Réunion du 16 septembre 2008 à 15h00
Mission d’information sur les questions mémorielles

Patrick Lozès :

Les mots qui ne sont pas fixés trahissent souvent des réalités qui ne sont pas fixées. Si le communautarisme existe dans notre pays, il est aujourd'hui très minoritaire. Dans leur grande majorité, les groupes qui s'expriment dans le débat public demandent la justice sociale et l'égalité. Pouvoir vivre dans les mêmes immeubles ou travailler dans les mêmes entreprises que les autres citoyens, ce n'est pas du communautarisme, c'est une demande de reconnaissance.

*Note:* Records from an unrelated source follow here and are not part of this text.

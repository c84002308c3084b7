//! Aggregation: per-unit totals, consolidated monthly view across units,
//! and the published unit → month → target map.
//!
//! Pure functions over finished funnel records. Nothing here feeds back
//! into the pipeline.

use crate::{
    config::BusinessUnitConfig,
    funnel_subsystem::MonthlyFunnelRecord,
    types::{MonthIndex, UnitId, HORIZON, MONTH_LABELS},
};
use serde::{Deserialize, Serialize};
use std::collections::BTreeMap;

/// unit → month name → target revenue, for reporting views that compare
/// implied targets against realised sales.
pub type PublishedTargets = BTreeMap<UnitId, BTreeMap<String, f64>>;

/// Totals and ratios over a set of months.
#[derive(Debug, Clone, Default, PartialEq, Serialize, Deserialize)]
pub struct PlanTotals {
    pub total_investment:        f64,
    pub total_target_revenue:    f64,
    pub total_revenue_to_sell:   f64,
    pub total_sales:             f64,
    pub total_leads:             u64,
    pub total_mqls:              u64,
    /// Revenue to sell per unit of investment. 0 when nothing is invested.
    pub roi:                     f64,
    pub investment_pct_of_target: f64,
    pub investment_pct_of_gap:   f64,
}

impl PlanTotals {
    fn finish(mut self) -> Self {
        self.roi = roi(self.total_revenue_to_sell, self.total_investment);
        self.investment_pct_of_target = pct(self.total_investment, self.total_target_revenue);
        self.investment_pct_of_gap = pct(self.total_investment, self.total_revenue_to_sell);
        self
    }
}

#[derive(Debug, Clone, PartialEq, Serialize, Deserialize)]
pub struct UnitSummary {
    pub unit_id:    UnitId,
    #[serde(flatten)]
    pub totals:     PlanTotals,
    /// Σ mql_count × cost_per_mql.
    pub mql_budget: f64,
    /// Target growth over the reference year, in percent.
    pub growth_vs_reference_pct: Option<f64>,
}

/// Element-wise month sums across units.
#[derive(Debug, Clone, Default, PartialEq, Serialize, Deserialize)]
pub struct ConsolidatedMonth {
    pub month:           MonthIndex,
    pub target_revenue:  f64,
    pub revenue_to_sell: f64,
    pub recurring_base:  f64,
    pub sales_count:     f64,
    pub mql_count:       u64,
    pub lead_count:      u64,
    pub investment:      f64,
}

pub fn roi(total_revenue_to_sell: f64, total_investment: f64) -> f64 {
    if total_investment > 0.0 {
        total_revenue_to_sell / total_investment
    } else {
        0.0
    }
}

fn pct(part: f64, whole: f64) -> f64 {
    if whole > 0.0 {
        part / whole * 100.0
    } else {
        0.0
    }
}

pub fn totals(records: &[MonthlyFunnelRecord]) -> PlanTotals {
    records
        .iter()
        .fold(PlanTotals::default(), |mut acc, r| {
            acc.total_investment += r.investment;
            acc.total_target_revenue += r.target_revenue;
            acc.total_revenue_to_sell += r.revenue_to_sell;
            acc.total_sales += r.sales_count;
            acc.total_leads += r.lead_count;
            acc.total_mqls += r.mql_count;
            acc
        })
        .finish()
}

pub fn summarize(unit: &BusinessUnitConfig, records: &[MonthlyFunnelRecord]) -> UnitSummary {
    let totals = totals(records);
    let mql_budget = totals.total_mqls as f64 * unit.cost_per_mql;
    let growth_vs_reference_pct = unit
        .reference_revenue
        .filter(|reference| *reference > 0.0)
        .map(|reference| (totals.total_target_revenue / reference - 1.0) * 100.0);

    UnitSummary {
        unit_id: unit.unit_id.clone(),
        totals,
        mql_budget,
        growth_vs_reference_pct,
    }
}

pub fn consolidate(units: &[&[MonthlyFunnelRecord]]) -> Vec<ConsolidatedMonth> {
    let mut months: Vec<ConsolidatedMonth> = (0..HORIZON)
        .map(|month| ConsolidatedMonth { month, ..ConsolidatedMonth::default() })
        .collect();

    for record in units.iter().flat_map(|records| records.iter()) {
        let Some(slot) = months.get_mut(record.month) else { continue };
        slot.target_revenue += record.target_revenue;
        slot.revenue_to_sell += record.revenue_to_sell;
        slot.recurring_base += record.recurring_base;
        slot.sales_count += record.sales_count;
        slot.mql_count += record.mql_count;
        slot.lead_count += record.lead_count;
        slot.investment += record.investment;
    }
    months
}

/// Totals over a consolidated view.
pub fn consolidated_totals(months: &[ConsolidatedMonth]) -> PlanTotals {
    months
        .iter()
        .fold(PlanTotals::default(), |mut acc, m| {
            acc.total_investment += m.investment;
            acc.total_target_revenue += m.target_revenue;
            acc.total_revenue_to_sell += m.revenue_to_sell;
            acc.total_sales += m.sales_count;
            acc.total_leads += m.lead_count;
            acc.total_mqls += m.mql_count;
            acc
        })
        .finish()
}

pub fn publish_targets<'a, I>(units: I) -> PublishedTargets
where
    I: IntoIterator<Item = (&'a str, &'a [MonthlyFunnelRecord])>,
{
    units
        .into_iter()
        .map(|(unit_id, records)| {
            let months = records
                .iter()
                .filter_map(|r| {
                    MONTH_LABELS
                        .get(r.month)
                        .map(|label| (label.to_string(), r.target_revenue))
                })
                .collect();
            (unit_id.to_string(), months)
        })
        .collect()
}
//! Recurring-revenue simulation: how much of each month's target is
//! already covered by subscription revenue, and how much must be sold.
//!
//! The recurrence is an explicit fold over the twelve months with
//! RecurrenceState as the accumulator:
//!   1. The base decays by the churn rate.
//!   2. Last month's new sales add `sales × ticket × retention` to the base.
//!   3. Revenue to sell is the shortfall `max(0, target − base)`.
//!   4. New sales this month are `revenue_to_sell / ticket` (fractional).
//!
//! A month that overshoots its target is clamped to zero; the surplus
//! is not carried forward.
//!
//! Units without a recurrence block skip this stage.

use crate::{
    config::RecurrenceParams,
    error::FunnelResult,
    event::PlanEvent,
    subsystem::{PlanSubsystem, UnitPlan},
    types::{MonthlySeries, HORIZON},
};
use serde::{Deserialize, Serialize};

// ── Public types ─────────────────────────────────────────────────────────────

/// Loop-carried state between months.
#[derive(Debug, Clone, Copy, PartialEq, Serialize, Deserialize)]
pub struct RecurrenceState {
    /// Base entering the month, after churn but before retention.
    pub recurring_base:        f64,
    pub prior_month_new_sales: f64,
}

/// One month of the simulation.
#[derive(Debug, Clone, Copy, PartialEq, Serialize, Deserialize)]
pub struct RecurrenceMonth {
    pub recurring_base:  f64,
    pub revenue_to_sell: f64,
    pub new_sales_count: f64,
}

#[derive(Debug, Clone, PartialEq, Serialize, Deserialize)]
pub struct RecurrenceOutcome {
    pub recurring_base:  MonthlySeries,
    pub revenue_to_sell: MonthlySeries,
    pub new_sales_count: MonthlySeries,
}

impl RecurrenceState {
    /// Month 0 state. With a gap override the base is back-solved so the
    /// first month's revenue to sell equals the override.
    pub fn initial(params: &RecurrenceParams, first_target: f64) -> Self {
        let recurring_base = match params.initial_gap_override {
            Some(gap) => first_target - gap,
            None      => params.initial_base,
        };
        Self { recurring_base, prior_month_new_sales: 0.0 }
    }

    /// Advance one month. Returns the state for the next month and this
    /// month's figures.
    pub fn step(
        self,
        target: f64,
        params: &RecurrenceParams,
        ticket_price: f64,
    ) -> (Self, RecurrenceMonth) {
        let base = self.recurring_base
            + self.prior_month_new_sales * ticket_price * params.retention_rate;
        let revenue_to_sell = (target - base).max(0.0);
        let new_sales_count = revenue_to_sell / ticket_price;

        let next = Self {
            recurring_base:        base * (1.0 - params.churn_rate),
            prior_month_new_sales: new_sales_count,
        };
        (next, RecurrenceMonth { recurring_base: base, revenue_to_sell, new_sales_count })
    }
}

/// Run the recurrence over the full horizon.
pub fn simulate(
    params: &RecurrenceParams,
    monthly_targets: &MonthlySeries,
    ticket_price: f64,
) -> RecurrenceOutcome {
    let seed = RecurrenceState::initial(params, monthly_targets[0]);

    let (_, months) = monthly_targets.iter().fold(
        (seed, Vec::with_capacity(HORIZON)),
        |(state, mut months), &target| {
            let (next, month) = state.step(target, params, ticket_price);
            months.push(month);
            (next, months)
        },
    );

    let mut outcome = RecurrenceOutcome {
        recurring_base:  [0.0; HORIZON],
        revenue_to_sell: [0.0; HORIZON],
        new_sales_count: [0.0; HORIZON],
    };
    for (i, month) in months.iter().enumerate() {
        outcome.recurring_base[i] = month.recurring_base;
        outcome.revenue_to_sell[i] = month.revenue_to_sell;
        outcome.new_sales_count[i] = month.new_sales_count;
    }
    outcome
}

// ── Subsystem ────────────────────────────────────────────────────────────────

pub struct RecurrenceSubsystem;

impl PlanSubsystem for RecurrenceSubsystem {
    fn name(&self) -> &'static str {
        "recurrence"
    }

    fn update(
        &mut self,
        plan: &mut UnitPlan,
        _events_in: &[PlanEvent],
    ) -> FunnelResult<Vec<PlanEvent>> {
        let Some(params) = plan.unit.recurrence.clone() else {
            plan.recurrence = None;
            return Ok(vec![PlanEvent::RecurrenceSkipped { unit: plan.unit_id().to_string() }]);
        };

        let targets = *plan.monthly_target()?;
        let outcome = simulate(&params, &targets, plan.unit.ticket_price);

        let mut covered_months = 0;
        for (month, (target, to_sell)) in targets.iter().zip(&outcome.revenue_to_sell).enumerate() {
            if *target > 0.0 && *to_sell == 0.0 {
                covered_months += 1;
                log::warn!(
                    "{} month {}: target {:.0} already covered by recurring base {:.0}",
                    plan.unit_id(),
                    month,
                    target,
                    outcome.recurring_base[month]
                );
            }
        }

        let event = PlanEvent::RecurrenceSimulated {
            unit:          plan.unit_id().to_string(),
            final_base:    outcome.recurring_base[HORIZON - 1],
            total_to_sell: outcome.revenue_to_sell.iter().sum(),
            covered_months,
        };
        plan.recurrence = Some(outcome);
        Ok(vec![event])
    }
}
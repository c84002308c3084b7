//! Subsystem trait and the per-unit working record it operates on.
//!
//! RULE: Every pipeline stage implements PlanSubsystem.
//! The engine calls update() on each registered subsystem
//! in registration order, once per business unit.
//! Execution order is fixed and documented in engine.rs.

use crate::{
    config::{BusinessUnitConfig, QuarterlyTarget},
    error::{FunnelError, FunnelResult},
    event::PlanEvent,
    funnel_subsystem::MonthlyFunnelRecord,
    recurrence_subsystem::RecurrenceOutcome,
    types::MonthlySeries,
};

/// Everything known about one unit while its pipeline runs.
/// Each stage fills in its own slot; later stages read earlier slots.
#[derive(Debug, Clone)]
pub struct UnitPlan {
    pub unit:             BusinessUnitConfig,
    pub quarterly_target: QuarterlyTarget,
    pub monthly_target:   Option<MonthlySeries>,
    pub recurrence:       Option<RecurrenceOutcome>,
    pub records:          Vec<MonthlyFunnelRecord>,
}

impl UnitPlan {
    pub fn new(unit: BusinessUnitConfig, quarterly_target: QuarterlyTarget) -> Self {
        Self {
            unit,
            quarterly_target,
            monthly_target: None,
            recurrence: None,
            records: Vec::new(),
        }
    }

    pub fn unit_id(&self) -> &str {
        &self.unit.unit_id
    }

    /// Monthly targets, once the distribution stage has run.
    pub fn monthly_target(&self) -> FunnelResult<&MonthlySeries> {
        self.monthly_target.as_ref().ok_or_else(|| {
            FunnelError::Other(anyhow::anyhow!(
                "unit '{}': monthly targets requested before distribution ran",
                self.unit.unit_id
            ))
        })
    }
}

/// The contract every pipeline stage must fulfill.
pub trait PlanSubsystem: Send {
    /// Unique stable name for this subsystem.
    fn name(&self) -> &'static str;

    /// Called once per unit by the engine.
    ///
    /// - `plan`:      the unit's working record, filled by earlier stages
    /// - `events_in`: events emitted by earlier stages for this unit
    ///
    /// Returns a vec of new events to add to the run's event log.
    fn update(
        &mut self,
        plan: &mut UnitPlan,
        events_in: &[PlanEvent],
    ) -> FunnelResult<Vec<PlanEvent>>;
}
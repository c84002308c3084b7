use thiserror::Error;

#[derive(Error, Debug)]
pub enum FunnelError {
    #[error("Invalid configuration for unit '{unit}': {field} {reason}")]
    InvalidConfig {
        unit:   String,
        field:  &'static str,
        reason: String,
    },

    #[error("Degenerate seasonality baseline in Q{quarter}: raw weights must sum to a positive value")]
    DegenerateBaseline { quarter: usize },

    #[error("Invalid target for unit '{unit}': {reason}")]
    InvalidTarget { unit: String, reason: String },

    #[error("Business unit '{unit}' not found")]
    UnknownUnit { unit: String },

    #[error("Serialization error: {0}")]
    Serialization(#[from] serde_json::Error),

    #[error(transparent)]
    Other(#[from] anyhow::Error),
}

pub type FunnelResult<T> = Result<T, FunnelError>;
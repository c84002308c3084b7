//! Reverse-funnel revenue planner.
//!
//! Turns a business unit's quarterly revenue target into the monthly
//! lead, meeting, proposal and sales volumes needed to hit it, and into
//! the marketing investment that produces those volumes.

pub mod aggregation;
pub mod config;
pub mod distribution_subsystem;
pub mod engine;
pub mod error;
pub mod event;
pub mod funnel_subsystem;
pub mod recurrence_subsystem;
pub mod report;
pub mod subsystem;
pub mod targets;
pub mod types;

Je ne voudrais pas, lorsque l'on parle des brûlures de l'histoire, que l'on oublie la traite « négrière ». Les Antillais ne viennent pas de la lune : ils sont bien le produit d'une histoire, celle de la traite.

Si les Noirs n'existent pas scientifiquement, ils restent aujourd'hui en France un groupe social visible qui est victime de la discrimination. Le conseil représentatif des associations noires de France, que j'ai l'honneur de présider, a été créé ici même, dans une salle de l'Assemblée nationale – et il ne pouvait en être autrement puisque nous plaçons notre action dans une perspective républicaine. Lorsque l'on me demande ce qu'est une « association noire », j'ai coutume de répondre qu'il s'agit d'une association qui est sensible aux discriminations dont les populations noires peuvent être victimes : cela concerne donc tout le monde.

J'évite le mot de « communauté » car j'ignore ce que pourrait être la communauté noire. À mes yeux, une communauté suppose une origine commune, une culture partagée, une identité. Je ne vois pas plus ce que pourrait être la communauté blanche…

La concurrence des mémoires constitue un risque qu'il convient d'analyser avec sérénité. Il est en effet inacceptable, dans notre République, que se développe une concurrence des mémoires ou des victimes. Mais nous ne devons pas nous méprendre sur la signification des demandes qui s'expriment çà et là. Les groupes en question se feront de plus en plus entendre tant que leurs demandes seront traitées par le mépris et balayées d'un revers de la main. Nous prendrons alors le risque de laisser la place à des groupes de plus en plus radicaux qui, eux, se feront entendre si les demandes pacifiques et républicaines ne sont pas entendues.

Il est heureux que l'Assemblée se saisisse de la question de savoir jusqu'où pourrait aller la concurrence des mémoires. Le rôle des représentants du peuple ne saurait se limiter à attendre que l'on frôle la guerre civile, que les bien publics soient endommagés ou que la nation soit mise en danger pour jeter un oeil sur ce que j'ai appelé « les brûlures de l'histoire ».